The evolution of online product finding is seeing a clear shift – from discovery led to data-driven, personalised and competitive. Curated product discovery combined with 24x7 recommendations is the order of the day as regards data driving commerce. With more than 50% of product searches now originating on Amazon, Google has reasons to be worried. Amazon affords a journey from search to fulfilment, unlike Google where product finding starts at search but is fulfilled by others.
The future of search is voice and the path to IoT is voice-enabled. Future-ready Amazon with Alexa and its investments in artificial intelligence (AI) has a lead in voice technology. There are no content adjacency issues with Amazon offering a brand-safe environment.

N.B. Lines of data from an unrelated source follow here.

//! Transaction scopes over any executor.
//!
//! A [`TransactionScope`] tracks what is open, in order. The outermost
//! `begin` issues BEGIN; nested or named begins become savepoints with
//! generated `quarry_sp_<n>` names when the caller does not supply one.
//! The SQL itself comes from the dialect's transaction fragments, so an
//! engine with different phrasing only overrides the dialect.

use std::sync::Arc;
use std::sync::atomic::{AtomicU64, Ordering};

use crate::dialect::{self, Dialect, TxOp};
use crate::error::{QuarryError, QuarryResult};
use crate::executor::{Executor, Statement};
use crate::query::StatementKind;

static SAVEPOINT_COUNTER: AtomicU64 = AtomicU64::new(0);

fn next_savepoint_name() -> String {
    let n = SAVEPOINT_COUNTER.fetch_add(1, Ordering::Relaxed) + 1;
    format!("quarry_sp_{n}")
}

struct OpenTx {
    name: Option<String>,
    savepoint: bool,
}

pub struct TransactionScope {
    dialect: Arc<dyn Dialect>,
    open: Vec<OpenTx>,
}

impl Default for TransactionScope {
    fn default() -> Self {
        Self::new(dialect::ansi())
    }
}

impl TransactionScope {
    pub fn new(dialect: Arc<dyn Dialect>) -> Self {
        Self {
            dialect,
            open: Vec::new(),
        }
    }

    pub fn depth(&self) -> usize {
        self.open.len()
    }

    /// The names of open transactions and savepoints, outermost first.
    /// Anonymous savepoints appear under their generated names; an
    /// anonymous outer transaction has no name.
    pub fn open_names(&self) -> Vec<&str> {
        self.open
            .iter()
            .filter_map(|tx| tx.name.as_deref())
            .collect()
    }

    async fn control<E: Executor>(&self, executor: &E, sql: String) -> QuarryResult<()> {
        let statement = Statement {
            kind: StatementKind::Raw,
            sql,
            params: Vec::new(),
        };
        executor.run(&statement).await?;
        Ok(())
    }

    /// Open a transaction. The first `begin` issues BEGIN; any further
    /// `begin` issues a savepoint, named by the caller or generated.
    pub async fn begin<E: Executor>(
        &mut self,
        executor: &E,
        name: Option<&str>,
    ) -> QuarryResult<()> {
        if self.open.is_empty() {
            let sql = self.dialect.transaction_fragment(TxOp::Begin, None)?;
            self.control(executor, sql).await?;
            self.open.push(OpenTx {
                name: name.map(str::to_string),
                savepoint: false,
            });
        } else {
            let savepoint = name
                .map(str::to_string)
                .unwrap_or_else(next_savepoint_name);
            let sql = self
                .dialect
                .transaction_fragment(TxOp::Savepoint, Some(&savepoint))?;
            self.control(executor, sql).await?;
            self.open.push(OpenTx {
                name: Some(savepoint),
                savepoint: true,
            });
        }
        Ok(())
    }

    /// Commit. Unnamed commits the whole scope; naming the outer
    /// transaction does the same, naming a savepoint releases it and
    /// everything opened after it.
    pub async fn commit<E: Executor>(
        &mut self,
        executor: &E,
        name: Option<&str>,
    ) -> QuarryResult<()> {
        match self.locate(name)? {
            Target::Whole => {
                let sql = self.dialect.transaction_fragment(TxOp::Commit, None)?;
                self.control(executor, sql).await?;
                self.open.clear();
            }
            Target::Savepoint(position) => {
                let savepoint = self.open[position]
                    .name
                    .clone()
                    .unwrap_or_default();
                let sql = self
                    .dialect
                    .transaction_fragment(TxOp::Release, Some(&savepoint))?;
                self.control(executor, sql).await?;
                self.open.truncate(position);
            }
        }
        Ok(())
    }

    /// Roll back. Unnamed rolls back the whole scope; naming a
    /// savepoint rolls back to it, keeping the savepoint itself open.
    pub async fn rollback<E: Executor>(
        &mut self,
        executor: &E,
        name: Option<&str>,
    ) -> QuarryResult<()> {
        match self.locate(name)? {
            Target::Whole => {
                let sql = self.dialect.transaction_fragment(TxOp::Rollback, None)?;
                self.control(executor, sql).await?;
                self.open.clear();
            }
            Target::Savepoint(position) => {
                let savepoint = self.open[position]
                    .name
                    .clone()
                    .unwrap_or_default();
                let sql = self
                    .dialect
                    .transaction_fragment(TxOp::RollbackTo, Some(&savepoint))?;
                self.control(executor, sql).await?;
                self.open.truncate(position + 1);
            }
        }
        Ok(())
    }

    fn locate(&self, name: Option<&str>) -> QuarryResult<Target> {
        if self.open.is_empty() {
            return Err(QuarryError::validation("no open transaction"));
        }
        let Some(name) = name else {
            return Ok(Target::Whole);
        };
        let position = self
            .open
            .iter()
            .rposition(|tx| tx.name.as_deref() == Some(name))
            .ok_or_else(|| {
                QuarryError::validation(format!("no open transaction named '{name}'"))
            })?;
        if self.open[position].savepoint {
            Ok(Target::Savepoint(position))
        } else {
            Ok(Target::Whole)
        }
    }
}

enum Target {
    Whole,
    Savepoint(usize),
}

#[cfg(test)]
mod tests {
    use super::*;
    use crate::testing::MockExecutor;

    fn sql_log(exec: &MockExecutor) -> Vec<String> {
        exec.statements().iter().map(|s| s.sql.clone()).collect()
    }

    #[tokio::test]
    async fn outer_begin_then_commit() {
        let exec = MockExecutor::new();
        let mut scope = TransactionScope::default();
        scope.begin(&exec, None).await.unwrap();
        assert_eq!(scope.depth(), 1);
        scope.commit(&exec, None).await.unwrap();
        assert_eq!(scope.depth(), 0);
        assert_eq!(sql_log(&exec), ["BEGIN", "COMMIT"]);
    }

    #[tokio::test]
    async fn nested_begin_becomes_a_savepoint() {
        let exec = MockExecutor::new();
        let mut scope = TransactionScope::default();
        scope.begin(&exec, None).await.unwrap();
        scope.begin(&exec, None).await.unwrap();
        assert_eq!(scope.depth(), 2);
        let log = sql_log(&exec);
        assert!(log[1].starts_with("SAVEPOINT quarry_sp_"));
    }

    #[tokio::test]
    async fn named_savepoint_release_and_rollback() {
        let exec = MockExecutor::new();
        let mut scope = TransactionScope::default();
        scope.begin(&exec, None).await.unwrap();
        scope.begin(&exec, Some("stage")).await.unwrap();
        assert_eq!(scope.open_names(), ["stage"]);

        scope.rollback(&exec, Some("stage")).await.unwrap();
        // rolling back to a savepoint keeps it open
        assert_eq!(scope.depth(), 2);

        scope.commit(&exec, Some("stage")).await.unwrap();
        assert_eq!(scope.depth(), 1);

        scope.commit(&exec, None).await.unwrap();
        assert_eq!(
            sql_log(&exec),
            [
                "BEGIN",
                "SAVEPOINT stage",
                "ROLLBACK TO SAVEPOINT stage",
                "RELEASE SAVEPOINT stage",
                "COMMIT",
            ]
        );
    }

    #[tokio::test]
    async fn releasing_a_savepoint_closes_everything_above_it() {
        let exec = MockExecutor::new();
        let mut scope = TransactionScope::default();
        scope.begin(&exec, None).await.unwrap();
        scope.begin(&exec, Some("a")).await.unwrap();
        scope.begin(&exec, Some("b")).await.unwrap();
        scope.commit(&exec, Some("a")).await.unwrap();
        assert_eq!(scope.depth(), 1);
        assert!(scope.open_names().is_empty());
    }

    #[tokio::test]
    async fn commit_without_open_transaction_is_an_error() {
        let exec = MockExecutor::new();
        let mut scope = TransactionScope::default();
        assert!(scope.commit(&exec, None).await.is_err());
        assert!(scope.rollback(&exec, None).await.is_err());
        assert_eq!(exec.statement_count(), 0);
    }

    #[tokio::test]
    async fn unknown_savepoint_name_is_an_error() {
        let exec = MockExecutor::new();
        let mut scope = TransactionScope::default();
        scope.begin(&exec, None).await.unwrap();
        assert!(scope.commit(&exec, Some("ghost")).await.is_err());
        assert_eq!(scope.depth(), 1);
    }

    #[tokio::test]
    async fn naming_the_outer_transaction_commits_the_whole_scope() {
        let exec = MockExecutor::new();
        let mut scope = TransactionScope::default();
        scope.begin(&exec, Some("outer")).await.unwrap();
        scope.begin(&exec, Some("inner")).await.unwrap();
        scope.commit(&exec, Some("outer")).await.unwrap();
        assert_eq!(scope.depth(), 0);
        assert_eq!(sql_log(&exec)[2], "COMMIT");
    }
}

Amazon has developed highly sophisticated advertising tools in accelerated mobile pages (AMP). Amazon’s digital signal processing (DSP) is said to be surpassing Google’s double-click. Amazon is able to offer the most effective targeting with delivery on every single vector – effectiveness, reach, return on investment (ROI). What more could you ask for as an advertiser? The top media buying agencies have developed Amazon best practices on the lines of how they developed best social media practices with Facebook and Twitter a decade ago.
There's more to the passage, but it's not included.